The computing device 300 also includes configurable and/or programmable processor 302 (e.g., central processing unit, graphical processing unit, etc.) and associated core 304, and optionally, one or more additional configurable and/or programmable processor(s) 302′ and associated core(s) 304′ (for example, in the case of computer systems having multiple processors/cores), for executing computer-readable and computer-executable instructions, code, or software stored in the memory 306 and other programs for controlling system hardware. Processor 302 and processor(s) 302′ may each be a single core processor or multiple core (304 and 304′) processor.
Virtualization may be employed in the computing device 300 so that infrastructure and resources in the computing device may be shared dynamically. A virtual machine 314 may be provided to handle a process running on multiple processors so that the process appears to be using only one computing resource rather than multiple computing resources. Multiple virtual machines may also be used with one processor.
Memory 306 may include a computer system memory or random access memory, such as DRAM, SRAM, MRAM, EDO RAM, and the like. Memory 306 may include other types of memory as well, or combinations thereof.
A user may interact with the computing device 300 through a visual display device 318, such as a computer monitor, which may be operatively coupled, indirectly or directly, to the computing device 300 to display one or more of graphical user interfaces of the system 120 that can be provided by or accessed through the client-side applications 152 in accordance with exemplary embodiments. The computing device 300 may include other I/O devices for receiving input from a user, for example, a keyboard or any suitable multi-point touch interface 308, and a pointing device 310 (e.g., a mouse). The keyboard 308 and the pointing device 310 may be coupled to the visual display device 318. The computing device 300 may include other suitable I/O peripherals. As an example, the computing device 300 can include one or more microphones 330 to capture audio, one or more speakers 332 to output audio, and/or one or more cameras 334 to capture video.
The computing device 300 may also include or be operatively coupled to one or more storage devices 324, such as a hard-drive, CD-ROM, or other computer readable media, for storing data and computer-readable instructions, executable code and/or software that implement exemplary embodiments of the client-side applications 152 and/or the system 120 or portions thereof as well as associated processes described herein.
The computing device 300 can include a network interface 312 configured to interface via one or more network devices 320 with one or more networks, for example, Local Area Network (LAN), Wide Area Network (WAN) or the Internet through a variety of connections including, but not limited to, standard telephone lines, LAN or WAN links (for example, 802.11, T1, T3, 56kb, X.25), broadband connections (for example, ISDN, Frame Relay, ATM), wireless connections, controller area network (CAN), or some combination of any or all of the above. The network interface 312 may include a built-in network adapter, network interface card, PCMCIA network card, card bus network adapter, wireless network adapter, USB network adapter, modem or any other device suitable for interfacing the computing device 300 to any type of network capable of communication and performing the operations described herein. Moreover, the computing device 300 may be any computer system, such as a workstation, desktop computer, server, laptop, handheld computer, tablet computer (e.g., the iPad™ tablet computer), mobile computing or communication device (e.g., a smart phone, such as the iPhone™ communication device or Android communication device), wearable devices (e.g., smart watches), internal corporate devices, video/conference phones, smart televisions, video recorder/camera, or other form of computing or telecommunications device that is capable of communication and that has sufficient processor power and memory capacity to perform the processes and/or operations described herein.

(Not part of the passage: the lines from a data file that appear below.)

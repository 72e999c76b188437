use actix_web::{web, HttpResponse, Responder, ResponseError};
use serde_json::Value;
use std::sync::Arc;

use crate::core::{compute_for_against, normalize, StrengthEngine};
use crate::error::AppError;
use crate::models::{CanonicalMatch, HealthResponse, ServiceInfo};
use crate::services::{CacheKey, FeedSource, ResultCache};

/// Application state shared across all handlers
#[derive(Clone)]
pub struct AppState {
    pub feed: Arc<FeedSource>,
    pub cache: Arc<ResultCache>,
    pub engine: StrengthEngine,
}

impl AppState {
    /// Fetch the feed and normalize it into canonical matches
    async fn load_matches(&self) -> Result<Vec<CanonicalMatch>, AppError> {
        let rows = self.feed.fetch_rows().await?;
        let matches = normalize(&rows)?;
        tracing::debug!("Feed normalized: {} rows -> {} canonical matches", rows.len(), matches.len());
        if matches.is_empty() {
            tracing::warn!("Feed produced no matches, returning empty results");
        }
        Ok(matches)
    }
}

/// Configure all league routes
pub fn configure(cfg: &mut web::ServiceConfig) {
    cfg
        .route("/", web::get().to(service_info))
        .route("/health", web::get().to(health_check))
        .route("/strength", web::get().to(strength))
        .route("/schedule_strength", web::get().to(schedule_strength))
        .route("/for_against", web::get().to(for_against))
        .route("/cache/stats", web::get().to(cache_stats))
        .route("/cache/clear", web::post().to(cache_clear));
}

async fn service_info() -> impl Responder {
    HttpResponse::Ok().json(ServiceInfo {
        service: env!("CARGO_PKG_NAME").to_string(),
        version: env!("CARGO_PKG_VERSION").to_string(),
    })
}

/// Health check endpoint
async fn health_check() -> impl Responder {
    HttpResponse::Ok().json(HealthResponse {
        status: "healthy".to_string(),
        version: env!("CARGO_PKG_VERSION").to_string(),
        timestamp: chrono::Utc::now(),
    })
}

/// Overall strength ranking
///
/// GET /strength
async fn strength(state: web::Data<AppState>) -> HttpResponse {
    cached(&state, CacheKey::STRENGTH, |state| async move {
        let matches = state.load_matches().await?;
        let report = state.engine.compute_strength(&matches)?;
        Ok::<_, AppError>(serde_json::to_value(report)?)
    })
    .await
}

/// Schedule strength ranking
///
/// GET /schedule_strength
async fn schedule_strength(state: web::Data<AppState>) -> HttpResponse {
    cached(&state, CacheKey::SCHEDULE_STRENGTH, |state| async move {
        let matches = state.load_matches().await?;
        let report = state.engine.compute_schedule_strength(&matches)?;
        Ok::<_, AppError>(serde_json::to_value(report)?)
    })
    .await
}

/// Points for/against per team
///
/// GET /for_against
async fn for_against(state: web::Data<AppState>) -> HttpResponse {
    cached(&state, CacheKey::FOR_AGAINST, |state| async move {
        let matches = state.load_matches().await?;
        Ok::<_, AppError>(serde_json::to_value(compute_for_against(&matches))?)
    })
    .await
}

/// Serve `key` from the cache, computing it at most once per TTL window
async fn cached<F, Fut>(state: &web::Data<AppState>, key: &str, compute: F) -> HttpResponse
where
    F: FnOnce(AppState) -> Fut,
    Fut: std::future::Future<Output = Result<Value, AppError>>,
{
    let start = std::time::Instant::now();
    let owned = state.get_ref().clone();

    match state.cache.get_or_compute(key, move || compute(owned)).await {
        Ok(value) => {
            tracing::info!(
                "'{}' served in {:.3}s",
                key,
                start.elapsed().as_secs_f64()
            );
            HttpResponse::Ok().json(value.as_ref())
        }
        Err(err) => {
            tracing::error!(
                "'{}' failed after {:.3}s: {}",
                key,
                start.elapsed().as_secs_f64(),
                err
            );
            err.error_response()
        }
    }
}

async fn cache_stats(state: web::Data<AppState>) -> impl Responder {
    HttpResponse::Ok().json(state.cache.stats().await)
}

async fn cache_clear(state: web::Data<AppState>) -> impl Responder {
    state.cache.clear(None).await;
    HttpResponse::Ok().json(serde_json::json!({ "cleared": true }))
}
use crate::core::{compute_for_against, EngineError, StrengthEngine};
use crate::models::CanonicalMatch;
use crate::services::feed::FeedError;
use serde::{Deserialize, Serialize};
use std::fs::File;
use std::io::BufWriter;
use std::path::Path;
use thiserror::Error;

pub const STRENGTH_FILE: &str = "strength.json";
pub const SCHEDULE_STRENGTH_FILE: &str = "schedule_strength.json";
pub const FOR_AGAINST_FILE: &str = "for_against.json";
pub const METADATA_FILE: &str = "metadata.json";

/// Errors that can occur while writing a snapshot
#[derive(Debug, Error)]
pub enum SnapshotError {
    #[error("Configuration error: {0}")]
    Config(#[from] config::ConfigError),

    #[error("Feed error: {0}")]
    Feed(#[from] FeedError),

    #[error("Engine error: {0}")]
    Engine(#[from] EngineError),

    #[error("I/O error: {0}")]
    Io(#[from] std::io::Error),

    #[error("Serialization error: {0}")]
    Serialization(#[from] serde_json::Error),
}

#[derive(Debug, Clone, Serialize, Deserialize)]
pub struct SnapshotFiles {
    pub strength: String,
    pub schedule_strength: String,
    pub for_against: String,
}

/// Written next to the snapshot files
#[derive(Debug, Clone, Serialize, Deserialize)]
pub struct SnapshotMetadata {
    pub snapshot_time: chrono::DateTime<chrono::Utc>,
    pub match_count: usize,
    pub files: SnapshotFiles,
}

/// Compute every report and write them as pretty JSON into `dir`
///
/// An empty match list is refused so a broken feed never overwrites a good
/// snapshot.
pub fn write_snapshot(
    dir: &Path,
    matches: &[CanonicalMatch],
    engine: &StrengthEngine,
) -> Result<SnapshotMetadata, SnapshotError> {
    if matches.is_empty() {
        return Err(EngineError::EmptyInput.into());
    }

    std::fs::create_dir_all(dir)?;

    let strength = engine.compute_strength(matches)?;
    write_json(&dir.join(STRENGTH_FILE), &strength)?;

    let schedule = engine.compute_schedule_strength(matches)?;
    write_json(&dir.join(SCHEDULE_STRENGTH_FILE), &schedule)?;

    let for_against = compute_for_against(matches);
    write_json(&dir.join(FOR_AGAINST_FILE), &for_against)?;

    let metadata = SnapshotMetadata {
        snapshot_time: chrono::Utc::now(),
        match_count: matches.len() / 2,
        files: SnapshotFiles {
            strength: STRENGTH_FILE.to_string(),
            schedule_strength: SCHEDULE_STRENGTH_FILE.to_string(),
            for_against: FOR_AGAINST_FILE.to_string(),
        },
    };
    write_json(&dir.join(METADATA_FILE), &metadata)?;

    tracing::info!(
        "Snapshot written to {} ({} matches, {} teams)",
        dir.display(),
        metadata.match_count,
        strength.teams.len()
    );

    Ok(metadata)
}

fn write_json<T: Serialize>(path: &Path, value: &T) -> Result<(), SnapshotError> {
    let writer = BufWriter::new(File::create(path)?);
    serde_json::to_writer_pretty(writer, value)?;
    tracing::debug!("Saved {}", path.display());
    Ok(())
}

The computing device 300 may run any operating system 316, such as any of the versions of the Microsoft® Windows® operating systems, the different releases of the Unix and Linux operating systems, any version of the MacOS® for Macintosh computers, any embedded operating system, any real-time operating system, any open source operating system, any proprietary operating system, or any other operating system capable of running on the computing device and performing the processes and/or operations described herein. In exemplary embodiments, the operating system 316 may be run in native mode or emulated mode. In an exemplary embodiment, the operating system 316 may be run on one or more cloud machine instances.
First, a logistic regression model can be trained on a labelled dataset (601). As a non-limiting example, a labelled dataset that can be used as training data can be found at iith.ac.in/˜daisee-dataset/. A face detector model can detect faces in training data corresponding to videos of faces (602). The outputs of the face detector model can be used as features for a trained logistic regression model (603) that detects if a speaker is engaged or not. The dataset contains labelled video snippets of people (604) in four states: boredom, confusion, engagement, and frustration. Lastly, the face detector model (605) can be used to create a number of features (e.g., 68 features) (606) in order to train the logistic regression model to detect if the video participant is in the “engagement” state or not (608).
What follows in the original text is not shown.